▶ [TASK STATEMENT]: Where the records hold the string "types", show the whole line it sits on.

▶ [SUPPLIED ENTRIES]:
// Copyright 2025 Neuraville Inc.
// SPDX-License-Identifier: Apache-2.0

//! Integration tests for the bio layer's external contracts.
//!
//! These exercise the components the way the admission controller and the
//! visualization consumer do: through the public record/read API only, and
//! assert the documented neutral defaults and output bounds.

use serde_json::json;

use sensocto_bio::arbiter::{MULTIPLIER_CEIL, MULTIPLIER_FLOOR};
use sensocto_bio::circadian::{ADJUSTMENT_CEIL, ADJUSTMENT_FLOOR};
use sensocto_bio::predictive::{FACTOR_CEIL, FACTOR_FLOOR};
use sensocto_bio::{
    BioSystem, CorrelationTracker, HomeostaticTuner, NoveltyDetector, PredictiveLoadBalancer,
    ResourceArbiter, SyncComputer,
};
use sensocto_structures::{AttentionLevel, CircadianPhase, Measurement, SyncSignal, SystemLoadLevel};

fn numeric_batch(values: &[f64]) -> Vec<Measurement> {
    values
        .iter()
        .enumerate()
        .map(|(i, v)| Measurement::new(json!(v), i as i64))
        .collect()
}

#[test]
fn predictive_factor_neutral_for_unknown_and_always_bounded() {
    let balancer = PredictiveLoadBalancer::default();
    assert_eq!(balancer.get_predictive_factor("never-seen"), 1.0);

    for i in 0..200 {
        let level = match i % 4 {
            0 => AttentionLevel::None,
            1 => AttentionLevel::Low,
            2 => AttentionLevel::Medium,
            _ => AttentionLevel::High,
        };
        balancer.record_attention("s1", level);
        let factor = balancer.get_predictive_factor("s1");
        assert!((FACTOR_FLOOR..=FACTOR_CEIL).contains(&factor));
    }
}

#[test]
fn correlation_strength_symmetric_increasing_and_thresholded() {
    let tracker = CorrelationTracker::default();
    assert_eq!(tracker.get_strength("a", "b"), 0.0);

    let mut previous = 0.0;
    for _ in 0..10 {
        tracker.record_co_access(&["a", "b"]);
        let forward = tracker.get_strength("a", "b");
        let backward = tracker.get_strength("b", "a");
        assert_eq!(forward, backward);
        assert!(forward > previous);
        previous = forward;
    }

    let peers = tracker.get_correlated("a");
    for window in peers.windows(2) {
        assert!(window[0].strength >= window[1].strength);
    }
    for peer in &peers {
        assert!(peer.strength > 0.3);
    }
}

#[test]
fn co_access_triple_correlates_all_members() {
    let tracker = CorrelationTracker::default();
    for _ in 0..5 {
        tracker.record_co_access(&["a", "b", "c"]);
    }
    let peers = tracker.get_correlated("a");
    let ids: Vec<&str> = peers.iter().map(|p| p.peer_id.as_str()).collect();
    assert!(ids.contains(&"b"));
    assert!(ids.contains(&"c"));
}

#[test]
fn homeostatic_offsets_bounded_under_any_sample_mix() {
    let tuner = HomeostaticTuner::default();
    for _ in 0..20 {
        tuner.record_sample(SystemLoadLevel::Normal);
    }
    for _ in 0..5 {
        tuner.record_sample(SystemLoadLevel::Elevated);
    }
    let offsets = tuner.get_offsets();
    for value in [offsets.elevated, offsets.high, offsets.critical] {
        assert!((-0.3..=0.3).contains(&value));
    }

    // Hammer one level and confirm the bound still holds.
    for _ in 0..10_000 {
        tuner.record_sample(SystemLoadLevel::Critical);
    }
    let offsets = tuner.get_offsets();
    for value in [offsets.elevated, offsets.high, offsets.critical] {
        assert!((-0.3..=0.3).contains(&value));
    }
}

#[test]
fn arbiter_multiplier_neutral_for_unknown_and_always_bounded() {
    let arbiter = ResourceArbiter::default();
    assert_eq!(arbiter.get_multiplier("never-seen"), 1.0);

    for i in 0..30 {
        arbiter.record_demand(&format!("s{i}"), (i as f64) * 3.0);
    }
    arbiter.reallocate();
    for (_, multiplier) in arbiter.get_allocations() {
        assert!((MULTIPLIER_FLOOR..=MULTIPLIER_CEIL).contains(&multiplier));
    }
}

#[test]
fn circadian_phase_and_adjustment_contracts() {
    let scheduler = sensocto_bio::CircadianScheduler::default();
    assert_eq!(scheduler.get_phase(), CircadianPhase::Unknown);

    let adjustment = scheduler.get_phase_adjustment();
    assert!((ADJUSTMENT_FLOOR..=ADJUSTMENT_CEIL).contains(&adjustment));

    let profile = scheduler.get_profile();
    assert_eq!(profile.len(), 24);
    for hour in 0u8..24 {
        assert!((0.0..=1.0).contains(&profile[&hour]));
    }
    let day = (profile[&9] + profile[&10] + profile[&14]) / 3.0;
    let night = (profile[&2] + profile[&3] + profile[&4]) / 3.0;
    assert!(day > night);

    scheduler.record_load(SystemLoadLevel::Elevated, 0.6);
    let known_phases = [
        CircadianPhase::Normal,
        CircadianPhase::ApproachingPeak,
        CircadianPhase::Peak,
        CircadianPhase::ApproachingOffPeak,
        CircadianPhase::OffPeak,
    ];
    assert!(known_phases.contains(&scheduler.get_phase()));
    let adjustment = scheduler.get_phase_adjustment();
    assert!((ADJUSTMENT_FLOOR..=ADJUSTMENT_CEIL).contains(&adjustment));
}

#[test]
fn novelty_outlier_batch_scores_above_baseline() {
    let detector = NoveltyDetector::default();
    // 20 batches with mean ~50 and a little jitter.
    for i in 0..20 {
        let jitter = (i % 7) as f64 * 0.3;
        detector.report_batch("s1", "hr", &numeric_batch(&[49.0 + jitter, 51.0 - jitter]));
    }
    let before = detector.get_novelty_score("s1", "hr");
    assert!(before.is_finite());

    detector.report_batch("s1", "hr", &numeric_batch(&[500.0, 501.0]));
    let after = detector.get_novelty_score("s1", "hr");
    assert!(after.is_finite());
    assert!(after > before);
}

#[test]
fn novelty_malformed_batches_never_fail() {
    let detector = NoveltyDetector::default();
    let batch = vec![
        Measurement::new(json!({"unit": "bpm"}), 0),
        Measurement::new(json!("not-a-number"), 1),
        Measurement::new(json!(null), 2),
    ];
    detector.report_batch("s1", "hr", &batch);
    assert_eq!(detector.get_novelty_score("s1", "hr"), 0.0);
}

#[test]
fn sync_viewer_gate_and_bounds() {
    let computer = SyncComputer::default();
    for signal in SyncSignal::ALL {
        assert!((0.0..=1.0).contains(&computer.get_sync(signal)));
    }
    assert_eq!(computer.tracked_sensor_count(), 0);

    computer.register_viewer();
    assert!(computer.is_active());
    assert!(computer.viewer_count() >= 1);

    computer.record_phase("s1", SyncSignal::Breathing, 0.4);
    computer.record_phase("s2", SyncSignal::Breathing, 0.5);
    assert_eq!(computer.tracked_sensor_count(), 2);

    computer.unregister_viewer();
    assert!(!computer.is_active());
    assert_eq!(computer.viewer_count(), 0);
    // Never negative.
    computer.unregister_viewer();
    assert_eq!(computer.viewer_count(), 0);

    for signal in SyncSignal::ALL {
        assert!((0.0..=1.0).contains(&computer.get_sync(signal)));
    }
}

#[test]
fn admission_controller_composition_stays_positive_and_finite() {
    // The admission controller multiplies the read factors together; the
    // product must stay positive and finite for any stream, known or not.
    let system = BioSystem::default();

    for i in 0..50 {
        let id = format!("s{}", i % 5);
        system.predictive().record_attention(&id, AttentionLevel::Medium);
        system.arbiter().record_demand(&id, 1.0 + (i % 3) as f64);
        system.homeostasis().record_sample(SystemLoadLevel::Normal);
        system.circadian().record_load(SystemLoadLevel::Normal, 0.4);
        system
            .novelty()
            .report_batch(&id, "hr", &numeric_batch(&[60.0, 62.0]));
    }
    system.arbiter().reallocate();

    for id in ["s0", "s1", "unknown-stream"] {
        let combined = system.predictive().get_predictive_factor(id)
            * system.arbiter().get_multiplier(id)
            * system.circadian().get_phase_adjustment();
        assert!(combined.is_finite());
        assert!(combined > 0.0);
    }
}
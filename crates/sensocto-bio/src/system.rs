// Copyright 2025 Neuraville Inc.
// SPDX-License-Identifier: Apache-2.0

//! Bundle wiring all seven bio components together.
//!
//! `BioSystem` owns one instance of each component behind an `Arc` so the
//! ingestion path, the admission controller and the visualization consumer
//! can each hold handles to the components they need. Combining the read
//! factors into an admission decision stays outside this crate.

use std::sync::Arc;

use tracing::info;

use crate::arbiter::{ArbiterConfig, ResourceArbiter};
use crate::circadian::{CircadianConfig, CircadianScheduler};
use crate::correlation::{CorrelationConfig, CorrelationTracker};
use crate::homeostasis::{HomeostasisConfig, HomeostaticTuner};
use crate::novelty::{NoveltyConfig, NoveltyDetector};
use crate::predictive::{PredictiveConfig, PredictiveLoadBalancer};
use crate::sync::{SyncComputer, SyncConfig};

/// Per-component configuration for the whole bio layer.
#[derive(Debug, Clone, Default)]
pub struct BioSystemConfig {
    pub novelty: NoveltyConfig,
    pub correlation: CorrelationConfig,
    pub predictive: PredictiveConfig,
    pub homeostasis: HomeostasisConfig,
    pub arbiter: ArbiterConfig,
    pub circadian: CircadianConfig,
    pub sync: SyncConfig,
}

/// Owned handles to the seven independent bio components.
///
/// The components never share state; dropping or resetting one leaves the
/// others untouched.
pub struct BioSystem {
    novelty: Arc<NoveltyDetector>,
    correlation: Arc<CorrelationTracker>,
    predictive: Arc<PredictiveLoadBalancer>,
    homeostasis: Arc<HomeostaticTuner>,
    arbiter: Arc<ResourceArbiter>,
    circadian: Arc<CircadianScheduler>,
    sync: Arc<SyncComputer>,
}

impl BioSystem {
    pub fn new(config: BioSystemConfig) -> Self {
        info!(target: "sensocto-bio", "[BIO] Starting bio layer components");
        Self {
            novelty: Arc::new(NoveltyDetector::new(config.novelty)),
            correlation: Arc::new(CorrelationTracker::new(config.correlation)),
            predictive: Arc::new(PredictiveLoadBalancer::new(config.predictive)),
            homeostasis: Arc::new(HomeostaticTuner::new(config.homeostasis)),
            arbiter: Arc::new(ResourceArbiter::new(config.arbiter)),
            circadian: Arc::new(CircadianScheduler::new(config.circadian)),
            sync: Arc::new(SyncComputer::new(config.sync)),
        }
    }

    pub fn novelty(&self) -> Arc<NoveltyDetector> {
        Arc::clone(&self.novelty)
    }

    pub fn correlation(&self) -> Arc<CorrelationTracker> {
        Arc::clone(&self.correlation)
    }

    pub fn predictive(&self) -> Arc<PredictiveLoadBalancer> {
        Arc::clone(&self.predictive)
    }

    pub fn homeostasis(&self) -> Arc<HomeostaticTuner> {
        Arc::clone(&self.homeostasis)
    }

    pub fn arbiter(&self) -> Arc<ResourceArbiter> {
        Arc::clone(&self.arbiter)
    }

    pub fn circadian(&self) -> Arc<CircadianScheduler> {
        Arc::clone(&self.circadian)
    }

    pub fn sync(&self) -> Arc<SyncComputer> {
        Arc::clone(&self.sync)
    }

    /// Reset every component to its empty learned state.
    ///
    /// Equivalent to restarting the whole layer: all learned statistics are
    /// lost, all read operations return their neutral defaults again.
    pub fn reset_all(&self) {
        self.novelty.reset();
        self.correlation.reset();
        self.predictive.reset();
        self.homeostasis.reset();
        self.arbiter.reset();
        self.circadian.reset();
        self.sync.reset();
        info!(target: "sensocto-bio", "[BIO] All components reset to defaults");
    }
}

impl Default for BioSystem {
    fn default() -> Self {
        Self::new(BioSystemConfig::default())
    }
}

#[cfg(test)]
mod tests {
    use super::*;
    use sensocto_structures::{AttentionLevel, SystemLoadLevel};

    #[test]
    fn test_components_are_independent() {
        let system = BioSystem::default();
        system.predictive().record_attention("s1", AttentionLevel::High);
        system.homeostasis().record_sample(SystemLoadLevel::Elevated);

        // Resetting one component leaves the others untouched.
        system.predictive().reset();
        assert_eq!(system.predictive().tracked_stream_count(), 0);
        assert_eq!(system.homeostasis().sample_count(), 1);
    }

    #[test]
    fn test_reset_all_restores_neutral_reads() {
        let system = BioSystem::default();
        for _ in 0..20 {
            system.correlation().record_co_access(&["a", "b"]);
            system.arbiter().record_demand("a", 5.0);
        }
        system.arbiter().reallocate();
        system.reset_all();

        assert_eq!(system.correlation().get_strength("a", "b"), 0.0);
        assert_eq!(system.arbiter().get_multiplier("a"), 1.0);
        assert_eq!(system.predictive().get_predictive_factor("a"), 1.0);
    }
}
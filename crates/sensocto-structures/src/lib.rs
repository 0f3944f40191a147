// Copyright 2025 Neuraville Inc.
// SPDX-License-Identifier: Apache-2.0

//! # Sensocto Core Structures
//!
//! Shared data types for the Sensocto sensor platform: the closed level
//! enums used by the attention-allocation layer, measurement batch entries,
//! and numeric payload extraction.
//!
//! All ids on the platform are opaque strings; the enums here are the only
//! closed vocabularies shared between the ingestion path, the bio layer and
//! the visualization consumers.

/// Crate version from Cargo.toml
pub const VERSION: &str = env!("CARGO_PKG_VERSION");

pub mod error;
pub mod levels;
pub mod measurement;

pub use error::SensoctoDataError;
pub use levels::{AttentionLevel, CircadianPhase, SyncSignal, SystemLoadLevel};
pub use measurement::{numeric_payload, Measurement};
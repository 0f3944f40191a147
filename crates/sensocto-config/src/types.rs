// Copyright 2025 Neuraville Inc.
// SPDX-License-Identifier: Apache-2.0

//! Configuration type definitions
//!
//! This module defines all configuration structs that map to sections in
//! `sensocto_configuration.toml`. Every field has a compiled-in default so
//! a missing file or section never prevents startup.

use serde::{Deserialize, Serialize};

/// Root configuration structure
#[derive(Debug, Clone, Default, Deserialize, Serialize)]
#[serde(default)]
pub struct SensoctoConfig {
    pub system: SystemConfig,
    pub bio: BioConfig,
    pub logging: LoggingConfig,
}

/// System-level configuration
#[derive(Debug, Clone, Deserialize, Serialize)]
#[serde(default)]
pub struct SystemConfig {
    pub max_cores: usize,
    pub debug: bool,
    pub log_level: String,
}

impl Default for SystemConfig {
    fn default() -> Self {
        Self {
            max_cores: 0, // 0 = auto-detect
            debug: false,
            log_level: "INFO".to_string(),
        }
    }
}

/// Bio layer configuration, one section per component
#[derive(Debug, Clone, Default, Deserialize, Serialize)]
#[serde(default)]
pub struct BioConfig {
    pub novelty: NoveltySection,
    pub correlation: CorrelationSection,
    pub predictive: PredictiveSection,
    pub homeostasis: HomeostasisSection,
    pub arbiter: ArbiterSection,
    pub circadian: CircadianSection,
    pub sync: SyncSection,
}

/// Novelty detector tunables
#[derive(Debug, Clone, Deserialize, Serialize)]
#[serde(default)]
pub struct NoveltySection {
    pub max_tracked_attributes: usize,
    pub recent_events_capacity: usize,
    pub event_score_threshold: f64,
    pub min_samples_for_stats: u64,
}

impl Default for NoveltySection {
    fn default() -> Self {
        Self {
            max_tracked_attributes: 10_000,
            recent_events_capacity: 256,
            event_score_threshold: 3.0,
            min_samples_for_stats: 10,
        }
    }
}

/// Correlation tracker tunables
#[derive(Debug, Clone, Deserialize, Serialize)]
#[serde(default)]
pub struct CorrelationSection {
    pub learning_rate: f64,
    pub correlation_threshold: f64,
    pub max_edges: usize,
    pub edge_ttl_secs: u64,
}

impl Default for CorrelationSection {
    fn default() -> Self {
        Self {
            learning_rate: 0.1,
            correlation_threshold: 0.3,
            max_edges: 50_000,
            edge_ttl_secs: 3600,
        }
    }
}

/// Predictive load balancer tunables
#[derive(Debug, Clone, Deserialize, Serialize)]
#[serde(default)]
pub struct PredictiveSection {
    pub hourly_smoothing: f64,
    pub recent_window: usize,
    pub min_samples: u64,
    pub max_tracked_streams: usize,
    pub prediction_gain: f64,
}

impl Default for PredictiveSection {
    fn default() -> Self {
        Self {
            hourly_smoothing: 0.25,
            recent_window: 16,
            min_samples: 12,
            max_tracked_streams: 10_000,
            prediction_gain: 0.45,
        }
    }
}

/// Homeostatic tuner tunables
#[derive(Debug, Clone, Deserialize, Serialize)]
#[serde(default)]
pub struct HomeostasisSection {
    pub proportional_gain: f64,
    pub offset_bound: f64,
    pub observation_window: u64,
    pub target_normal: f64,
    pub target_elevated: f64,
    pub target_high: f64,
    pub target_critical: f64,
}

impl Default for HomeostasisSection {
    fn default() -> Self {
        Self {
            proportional_gain: 0.02,
            offset_bound: 0.3,
            observation_window: 10_000,
            target_normal: 0.70,
            target_elevated: 0.20,
            target_high: 0.08,
            target_critical: 0.02,
        }
    }
}

/// Resource arbiter tunables
#[derive(Debug, Clone, Deserialize, Serialize)]
#[serde(default)]
pub struct ArbiterSection {
    pub demand_smoothing: f64,
    pub demand_ttl_secs: u64,
    pub max_tracked_streams: usize,
}

impl Default for ArbiterSection {
    fn default() -> Self {
        Self {
            demand_smoothing: 0.3,
            demand_ttl_secs: 600,
            max_tracked_streams: 10_000,
        }
    }
}

/// Circadian scheduler tunables
#[derive(Debug, Clone, Deserialize, Serialize)]
#[serde(default)]
pub struct CircadianSection {
    pub smoothing: f64,
    pub peak_band: f64,
    pub trough_band: f64,
    pub slope_epsilon: f64,
}

impl Default for CircadianSection {
    fn default() -> Self {
        Self {
            smoothing: 0.2,
            peak_band: 0.85,
            trough_band: 0.15,
            slope_epsilon: 0.02,
        }
    }
}

/// Synchrony computer tunables
#[derive(Debug, Clone, Deserialize, Serialize)]
#[serde(default)]
pub struct SyncSection {
    pub tick_interval_ms: u64,
    pub phase_buffer_capacity: usize,
    pub smoothing_alpha: f64,
    pub sensor_ttl_secs: u64,
}

impl Default for SyncSection {
    fn default() -> Self {
        Self {
            tick_interval_ms: 250,
            phase_buffer_capacity: 64,
            smoothing_alpha: 0.3,
            sensor_ttl_secs: 30,
        }
    }
}

/// Logging configuration
#[derive(Debug, Clone, Deserialize, Serialize)]
#[serde(default)]
pub struct LoggingConfig {
    pub log_dir: String,
    pub retention_days: u64,
    pub retention_runs: usize,
    pub file_logging: bool,
}

impl Default for LoggingConfig {
    fn default() -> Self {
        Self {
            log_dir: "./logs".to_string(),
            retention_days: 30,
            retention_runs: 10,
            file_logging: false,
        }
    }
}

▶ [SOLUTION TO THIS PROBLEM]:
//! Shared data types for the Sensocto sensor platform: the closed level
filename crates/sensocto-config/src/types.rs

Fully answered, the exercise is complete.